WHAT YOU HAVE TO DO = The entries below contain a line with "tracing_subscriber::registry()" and a line with "fn create_env_filter(filter: &str)". Quote exactly those two lines and all lines between them.

BEGIN DATA SHOWN

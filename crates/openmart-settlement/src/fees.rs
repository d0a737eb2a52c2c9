//! Fee split computation.
//!
//! The platform share is expressed in basis points of the total cost. The
//! seller share is floored, and the remainder — at most a few smallest units
//! — goes to the platform, so `seller_share + platform_share == total`
//! exactly, always.

use openmart_types::{MartError, Result, constants};

/// The two shares of a purchase's total cost.
#[derive(Debug, Clone, Copy, PartialEq, Eq)]
pub struct FeeSplit {
    /// Value owed to the seller payout address.
    pub seller_share: u128,
    /// Value owed to the contract owner.
    pub platform_share: u128,
}

impl FeeSplit {
    /// Split `total` according to `platform_fee_bps`.
    ///
    /// `seller_share = ⌊total · (10_000 − fee_bps) / 10_000⌋`,
    /// `platform_share = total − seller_share`. At the default 1_000 bps
    /// this reproduces `⌊total · 90 / 100⌋`.
    ///
    /// # Errors
    /// - [`MartError::InvalidFeeConfig`] if `platform_fee_bps` exceeds the
    ///   denominator
    /// - [`MartError::ArithmeticOverflow`] if the intermediate product
    ///   overflows `u128`
    pub fn compute(total: u128, platform_fee_bps: u16) -> Result<Self> {
        if platform_fee_bps > constants::BPS_DENOMINATOR {
            return Err(MartError::InvalidFeeConfig {
                bps: platform_fee_bps,
            });
        }
        let seller_bps = u128::from(constants::BPS_DENOMINATOR - platform_fee_bps);
        let seller_share = total
            .checked_mul(seller_bps)
            .ok_or(MartError::ArithmeticOverflow)?
            / u128::from(constants::BPS_DENOMINATOR);
        Ok(Self {
            seller_share,
            platform_share: total - seller_share,
        })
    }

    /// The total this split was computed from.
    #[must_use]
    pub fn total(&self) -> u128 {
        self.seller_share + self.platform_share
    }
}
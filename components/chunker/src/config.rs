// Copyright 2024 chonkfs
//
// Licensed under the Apache License, Version 2.0 (the "License");
// you may not use this file except in compliance with the License.
// You may obtain a copy of the License at
//
//      http://www.apache.org/licenses/LICENSE-2.0
//
// Unless required by applicable law or agreed to in writing, software
// distributed under the License is distributed on an "AS IS" BASIS,
// WITHOUT WARRANTIES OR CONDITIONS OF ANY KIND, either express or implied.
// See the License for the specific language governing permissions and
// limitations under the License.

use chonk_common::CHUNK_SIZE;
use serde::{Deserialize, Serialize};

#[derive(Debug, Clone, Copy, Serialize, Deserialize)]
#[serde(default)]
pub struct Config {
    /// Log every byte level operation with its chunk layout.
    pub debug:              bool,
    /// The chunk size of files created by
    /// [Directory::create_file_default](crate::Directory::create_file_default).
    pub default_chunk_size: usize,
}

impl Default for Config {
    fn default() -> Self {
        Self {
            debug:              false,
            default_chunk_size: CHUNK_SIZE, // 4KiB
        }
    }
}
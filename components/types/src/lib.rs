// Copyright 2024 chonkfs
//
// Licensed under the Apache License, Version 2.0 (the "License");
// you may not use this file except in compliance with the License.
// You may obtain a copy of the License at
//
//      http://www.apache.org/licenses/LICENSE-2.0
//
// Unless required by applicable law or agreed to in writing, software
// distributed under the License is distributed on an "AS IS" BASIS,
// WITHOUT WARRANTIES OR CONDITIONS OF ANY KIND, either express or implied.
// See the License for the specific language governing permissions and
// limitations under the License.

pub mod attr;
pub mod context;
pub mod info;

pub type Errno = libc::c_int;

/// Errors which can be reported back to a host expecting POSIX error
/// numbers, e.g. a FUSE adapter.
pub trait ToErrno {
    fn to_errno(&self) -> Errno;
}
// Copyright 2024 chonkfs
//
// Licensed under the Apache License, Version 2.0 (the "License");
// you may not use this file except in compliance with the License.
// You may obtain a copy of the License at
//
//      http://www.apache.org/licenses/LICENSE-2.0
//
// Unless required by applicable law or agreed to in writing, software
// distributed under the License is distributed on an "AS IS" BASIS,
// WITHOUT WARRANTIES OR CONDITIONS OF ANY KIND, either express or implied.
// See the License for the specific language governing permissions and
// limitations under the License.

use snafu::{ResultExt, Whatever};
use tracing::level_filters::LevelFilter;
use tracing_subscriber::{
    filter::EnvFilter, layer::SubscriberExt, util::SubscriberInitExt, Layer,
};

/// The environment variable overriding every default filter directive.
pub const CHONKFS_LOG: &str = "CHONKFS_LOG";

/// Installs a fmt subscriber writing to the test writer, filtered by
/// `CHONKFS_LOG` and `debug` otherwise. Later calls are no-ops, so every
/// test may call it.
pub fn install_fmt_log() {
    let _ = tracing_subscriber::fmt()
        .with_env_filter(create_env_filter("debug"))
        .with_test_writer()
        .try_init();
}

/// Configuration for chonkfs logging in a host process.
#[derive(Debug, Clone)]
pub struct LoggingConfig {
    /// Whether to write logs to stdout, otherwise they go to stderr.
    pub log_to_stdout:  bool,
    /// The default filter directive (in the sense of [EnvFilter]) to use for
    /// logs. Will be overridden by the `CHONKFS_LOG` environment variable if
    /// set.
    pub default_filter: String,
}

impl Default for LoggingConfig {
    fn default() -> Self {
        Self {
            log_to_stdout:  false,
            default_filter: "info".to_string(),
        }
    }
}

impl LoggingConfig {
    pub fn init_tracing_subscriber(self) -> Result<(), Whatever> {
        let env_filter = create_env_filter(&self.default_filter);
        // Don't create the subscriber if we'll never emit any logs
        if env_filter.max_level_hint() == Some(LevelFilter::OFF) {
            return Ok(());
        }

        let (stdout_layer, stderr_layer) = if self.log_to_stdout {
            let layer = tracing_subscriber::fmt::layer()
                .with_ansi(supports_color::on(supports_color::Stream::Stdout).is_some())
                .with_filter(env_filter);
            (Some(layer), None)
        } else {
            let layer = tracing_subscriber::fmt::layer()
                .with_ansi(supports_color::on(supports_color::Stream::Stderr).is_some())
                .with_writer(std::io::stderr)
                .with_filter(env_filter);
            (None, Some(layer))
        };

        tracing_subscriber::registry()
            .with(stdout_layer)
            .with(stderr_layer)
            .try_init()
            .whatever_context("a global tracing subscriber is already installed")
    }
}

/// Create the logging config from the CHONKFS_LOG environment variable or
/// the default config if that variable is unset.
fn create_env_filter(filter: &str) -> EnvFilter {
    EnvFilter::try_from_env(CHONKFS_LOG).unwrap_or_else(|_| EnvFilter::new(filter))
}

#[cfg(test)]
mod tests {
    use super::*;

    #[test]
    fn install_twice() {
        install_fmt_log();
        install_fmt_log();
        tracing::debug!("still logging");
    }

    #[test]
    fn off_filter_installs_nothing() {
        if std::env::var_os(CHONKFS_LOG).is_some() {
            return;
        }
        let config = LoggingConfig {
            default_filter: "off".to_string(),
            ..Default::default()
        };
        assert!(config.init_tracing_subscriber().is_ok());
    }
}
// Copyright 2024 chonkfs
//
// Licensed under the Apache License, Version 2.0 (the "License");
// you may not use this file except in compliance with the License.
// You may obtain a copy of the License at
//
//      http://www.apache.org/licenses/LICENSE-2.0
//
// Unless required by applicable law or agreed to in writing, software
// distributed under the License is distributed on an "AS IS" BASIS,
// WITHOUT WARRANTIES OR CONDITIONS OF ANY KIND, either express or implied.
// See the License for the specific language governing permissions and
// limitations under the License.

use chonk_common::ChunkSize;
use serde::{Deserialize, Serialize};

/// Attributes of a file as seen by the host.
#[derive(Debug, Clone, Copy, Default, PartialEq, Eq, Serialize, Deserialize)]
pub struct FileAttributes {
    /// length of the file in bytes
    pub size:       usize,
    pub chunk_size: ChunkSize,
}

/// The subset of [FileAttributes] a host may change, none means untouched.
#[derive(Debug, Clone, Copy, Default, PartialEq, Eq)]
pub struct SetFileAttributes {
    /// Shrinking truncates, growing pads the file with zero bytes.
    pub size: Option<usize>,
}

impl SetFileAttributes {
    pub fn with_size(mut self, size: usize) -> Self {
        self.size = Some(size);
        self
    }
}

/// Reserved, directories carry no attributes yet.
#[derive(Debug, Clone, Copy, Default, PartialEq, Eq, Serialize, Deserialize)]
pub struct DirectoryAttributes {}

/// Options of a byte level write.
#[derive(Debug, Clone, Copy, Default, PartialEq, Eq)]
pub struct WriteOptions {
    /// Write at the current end of the file, the given offset is ignored.
    pub append:   bool,
    /// After writing, cut the file at `offset + data.len()`.
    pub truncate: bool,
}

impl WriteOptions {
    pub fn append() -> Self {
        Self {
            append:   true,
            truncate: false,
        }
    }

    pub fn truncate() -> Self {
        Self {
            append:   false,
            truncate: true,
        }
    }
}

END DATA SHOWN

THE COMPLETED TASK =
        tracing_subscriber::registry()
            .with(stdout_layer)
            .with(stderr_layer)
            .try_init()
            .whatever_context("a global tracing subscriber is already installed")
    }
}

/// Create the logging config from the CHONKFS_LOG environment variable or
/// the default config if that variable is unset.
fn create_env_filter(filter: &str) -> EnvFilter {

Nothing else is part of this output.